Preface

Broadly speaking, there are two kinds of map: the grid and the story. The grid map places an abstract geometric meshwork upon a space, within which any item or individual can be coordinated. . . . The power of grid maps is that they make it possible for any individual or object to be located within an abstract totality of space. But their virtue is also their danger: that they reduce the world only to data, that they record space independent of being. Story maps, by contrast, represent a place as it is perceived by an individual or by a culture. They are records of specific journeys, rather than describing place within which innumerable journeys might take place. They are organized around the passage of the traveler, and their perimeters are the perimeters of the sight or experience of the traveler. Event and place are not fully distinguished, for they are often of the same substance.

—Robert Macfarlane, The Wild Places

A NUMBER OF YEARS AGO, I found myself seated comfortably on an early-morning local train heading out of the city of Nagoya. The train made a number of stops inside the city and then eventually moved on to the outskirts, passed the huge Oji Paper Company surrounded by its medieval-type walls, continued on with a stop now and then through farming communities with their rice and vegetable fields, and finally entered the low mountains bordering the broad, flat Nobi Plain. We paused briefly once or twice more to let people on or off at little unmanned stations and then moved on. It was early autumn, and the mountains were still predominantly green, but with some patches of fall colors and a persimmon tree covered with bright orange fruit here and there. Mists still hung in the folds of the low hills.

Finally, the train pulled into my stop, the village of Nagiso, tucked in almost like a narrow, quiet stream running through the valley, where I was informed that the minibus to my destination, Tsumago, would be leaving in two minutes. Grabbing my pack, I hurried out of the station and into a small parking lot where I purchased my ticket and got on board. Seconds later, we pulled out of the tiny village, moved out onto National Highway 17 (two lanes) and, following the Kiso River, drove through a hamlet or two and passed a large statuary company displaying granite grave markers and statues in various sizes of Buddhist saints, mysterious foxes, and some very large toads. Then, in less than fifteen minutes, we pulled into another small, open parking lot, where most of us got off.

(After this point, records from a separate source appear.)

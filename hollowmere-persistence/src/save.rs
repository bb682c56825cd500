use std::collections::HashSet;
use std::fs;
use std::io::Write;
use std::path::{Path, PathBuf};
use std::sync::Arc;

use chrono::{DateTime, Utc};
use serde::{Deserialize, Serialize};
use tracing::info;

use hollowmere_character::Character;
use hollowmere_choices::ChoiceManager;
use hollowmere_content::ContentCatalog;
use hollowmere_npc::{NpcRegistry, Party};
use hollowmere_quests::QuestTracker;
use hollowmere_session::Session;
use hollowmere_world::{LocationEngine, LocationSnapshot};

use crate::error::PersistenceError;

/// The on-disk schema version this build writes and accepts. Bumped when
/// the shape of `SaveFile` changes in a way old saves can't satisfy.
pub const SAVE_VERSION: u32 = 1;

/// Most recent turns of narration kept in a save, matching the session's
/// own in-memory bound.
const MAX_SAVED_HISTORY_TURNS: usize = 40;

/// A single JSON document capturing everything needed to resume a session,
/// per §4.O. Deliberately excludes transient combat state: a save taken
/// mid-fight resumes the player just outside it rather than trying to
/// round-trip initiative order.
#[derive(Debug, Clone, Serialize, Deserialize)]
pub struct SaveFile {
    pub version: u32,
    pub timestamp: DateTime<Utc>,
    pub description: String,
    pub scenario_id: String,
    pub character: Character,
    pub location: LocationSnapshot,
    pub npcs: NpcRegistry,
    pub quests: QuestTracker,
    pub party: Party,
    pub choices: ChoiceManager,
    pub game_flags: HashSet<String>,
    pub turn: u32,
    #[serde(default)]
    pub chat_history: Vec<(String, String)>,
}

impl SaveFile {
    pub fn from_session(session: &Session, description: impl Into<String>) -> Self {
        let history_start = session
            .conversation_history
            .len()
            .saturating_sub(MAX_SAVED_HISTORY_TURNS * 2);
        SaveFile {
            version: SAVE_VERSION,
            timestamp: Utc::now(),
            description: description.into(),
            scenario_id: session.scenario.id.clone(),
            character: session.character.clone(),
            location: session.location.snapshot(),
            npcs: session.npcs.clone(),
            quests: session.quests.clone(),
            party: session.party.clone(),
            choices: session.choices.clone(),
            game_flags: session.game_flags.clone(),
            turn: session.turn,
            chat_history: session.conversation_history[history_start..].to_vec(),
        }
    }

    /// Rebuilds a playable session from this save, re-binding it to the
    /// scenario content currently loaded by `catalog`.
    pub fn into_session(self, catalog: &ContentCatalog) -> Result<Session, PersistenceError> {
        if self.version != SAVE_VERSION {
            return Err(PersistenceError::VersionMismatch {
                found: self.version,
                expected: SAVE_VERSION,
            });
        }
        let scenario = catalog
            .scenario(&self.scenario_id)
            .map_err(|_| PersistenceError::Corrupted(format!("unknown scenario '{}'", self.scenario_id)))?;
        let scenario = Arc::new(scenario.clone());

        if !scenario.locations.contains_key(&self.location.current_id) {
            return Err(PersistenceError::Corrupted(format!(
                "save references unknown location '{}'",
                self.location.current_id
            )));
        }

        let location = LocationEngine::from_snapshot(scenario.clone(), self.location);

        Ok(Session::from_parts(
            scenario,
            self.character,
            location,
            self.npcs,
            self.quests,
            self.party,
            self.choices,
            self.game_flags,
            self.turn,
            self.chat_history,
            None,
        ))
    }
}

/// Sanitizes a user-supplied save name per §4.O: strips path-traversal and
/// separator characters, keeps `[A-Za-z0-9_\- ]`, truncates to 50 bytes,
/// and falls back to `quicksave` if the result would be empty.
pub fn sanitize_save_name(name: &str) -> String {
    let cleaned: String = name
        .chars()
        .filter(|c| c.is_ascii_alphanumeric() || *c == '_' || *c == '-' || *c == ' ')
        .collect();
    let trimmed = cleaned.trim();
    let truncated: String = trimmed.chars().take(50).collect();
    if truncated.is_empty() {
        "quicksave".to_string()
    } else {
        truncated
    }
}

fn save_path(save_dir: &Path, name: &str) -> PathBuf {
    save_dir.join(format!("{name}.json"))
}

/// Writes `save` atomically: serialize to a temp file in `save_dir`, fsync
/// it, then rename over the final path. A reader can never observe a
/// partially-written save, even across a crash between the write and the
/// rename.
pub fn write_save(save_dir: &Path, name: &str, save: &SaveFile) -> Result<PathBuf, PersistenceError> {
    fs::create_dir_all(save_dir)?;
    let sanitized = sanitize_save_name(name);
    let final_path = save_path(save_dir, &sanitized);
    let tmp_path = save_dir.join(format!(".{sanitized}.tmp"));

    let json = serde_json::to_vec_pretty(save)
        .map_err(|e| PersistenceError::Corrupted(format!("failed to serialize save: {e}")))?;

    let mut file = fs::File::create(&tmp_path)?;
    file.write_all(&json)?;
    file.sync_all()?;
    drop(file);

    fs::rename(&tmp_path, &final_path)?;
    info!(name = sanitized, path = %final_path.display(), "save written");
    Ok(final_path)
}

/// Loads and validates a save by name. Never panics on malformed input:
/// anything from a missing file to a truncated document becomes a typed
/// error.
pub fn read_save(save_dir: &Path, name: &str) -> Result<SaveFile, PersistenceError> {
    let sanitized = sanitize_save_name(name);
    let path = save_path(save_dir, &sanitized);
    let text = fs::read_to_string(&path).map_err(|e| {
        if e.kind() == std::io::ErrorKind::NotFound {
            PersistenceError::NotFound(sanitized.clone())
        } else {
            PersistenceError::Io(e)
        }
    })?;
    let save: SaveFile = serde_json::from_str(&text)
        .map_err(|e| PersistenceError::Corrupted(format!("malformed save '{sanitized}': {e}")))?;
    Ok(save)
}

/// Lists the save names available in `save_dir`, sorted alphabetically.
/// An absent directory is treated as "no saves yet", not an error.
pub fn list_saves(save_dir: &Path) -> Result<Vec<String>, PersistenceError> {
    if !save_dir.exists() {
        return Ok(Vec::new());
    }
    let mut names: Vec<String> = fs::read_dir(save_dir)?
        .filter_map(|entry| entry.ok())
        .filter_map(|entry| {
            let path = entry.path();
            if path.extension().and_then(|e| e.to_str()) == Some("json") {
                path.file_stem().and_then(|s| s.to_str()).map(|s| s.to_string())
            } else {
                None
            }
        })
        .collect();
    names.sort();
    Ok(names)
}

#[cfg(test)]
mod tests {
    use super::*;
    use hollowmere_dice::Dice;
    use tempfile::tempdir;

    fn sample_session() -> Session {
        let catalog = ContentCatalog::bundled();
        let scenario = Arc::new(catalog.scenario("goblin_cave").unwrap().clone());
        let mut dice = Dice::from_seed(1);
        let character = Character::create(&mut dice, &catalog, "Rowan", "fighter", "human").unwrap();
        Session::new(scenario, character)
    }

    #[test]
    fn sanitize_strips_path_traversal() {
        assert_eq!(sanitize_save_name("../../etc/passwd"), "etcpasswd");
        assert_eq!(sanitize_save_name("my save!!"), "my save");
        assert_eq!(sanitize_save_name(""), "quicksave");
        assert_eq!(sanitize_save_name("   "), "quicksave");
    }

    #[test]
    fn sanitize_truncates_to_fifty_chars() {
        let long_name = "a".repeat(100);
        assert_eq!(sanitize_save_name(&long_name).len(), 50);
    }

    #[test]
    fn write_then_read_round_trips() {
        let dir = tempdir().unwrap();
        let session = sample_session();
        let save = SaveFile::from_session(&session, "before the cave");
        write_save(dir.path(), "slot1", &save).unwrap();

        let loaded = read_save(dir.path(), "slot1").unwrap();
        assert_eq!(loaded.character.name, session.character.name);
        assert_eq!(loaded.scenario_id, session.scenario.id);
    }

    #[test]
    fn read_missing_save_is_not_found() {
        let dir = tempdir().unwrap();
        let result = read_save(dir.path(), "nope");
        assert!(matches!(result, Err(PersistenceError::NotFound(_))));
    }

    #[test]
    fn version_mismatch_is_rejected() {
        let catalog = ContentCatalog::bundled();
        let session = sample_session();
        let mut save = SaveFile::from_session(&session, "test");
        save.version = 999;
        let result = save.into_session(&catalog);
        assert!(matches!(result, Err(PersistenceError::VersionMismatch { .. })));
    }

    #[test]
    fn list_saves_is_empty_for_missing_directory() {
        let dir = tempdir().unwrap();
        let missing = dir.path().join("does_not_exist");
        assert!(list_saves(&missing).unwrap().is_empty());
    }

    #[test]
    fn list_saves_sorted_alphabetically() {
        let dir = tempdir().unwrap();
        let session = sample_session();
        let save = SaveFile::from_session(&session, "x");
        write_save(dir.path(), "zzz", &save).unwrap();
        write_save(dir.path(), "aaa", &save).unwrap();
        assert_eq!(list_saves(dir.path()).unwrap(), vec!["aaa", "zzz"]);
    }
}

There was nothing in particular to suggest that we had arrived at a very interesting place, but walking up through a narrow cobblestoned alleyway, I suddenly entered a village that had not changed much for two or three hundred years. Passed by the new (early twentieth century) railroad, it had “missed” the modernization that had brought other locales in the Kiso Valley almost up to date. The only street in town, the old Kiso Road, was extremely narrow and lined by shops, inns, and tiny restaurants where one could get not much more than a bowl of buckwheat noodles to eat—all made of weathered but well-kept wood and clearly of some age. I had stepped, with my nice nylon rucksack and Gortex raincoat, back in time.

A friendly shopkeeper pointed out the inn, the Matsushiro-ya, where I had booked two nights’ lodging—again, an entirely wooden two-story structure with large wood-slatted sliding paper doors and floor-to-ceiling open sliding windows that took up the entire front of the edifice. As I signed the register, the proprietor—a short, fiftyish man with short cropped hair—informed me that the inn was some three hundred fifty years old and that he was the eighteenth generation of innkeeper there. Everything in the Matsushiro-ya was as it had been, he said, except the toilets, some of which he had changed to the modern style to accommodate visitors from places like Tokyo, Osaka, and Nagoya. In the rooms, there were no televisions, no telephones, or anything electronic except for the lights, which had been installed, reluctantly, by his grandfather.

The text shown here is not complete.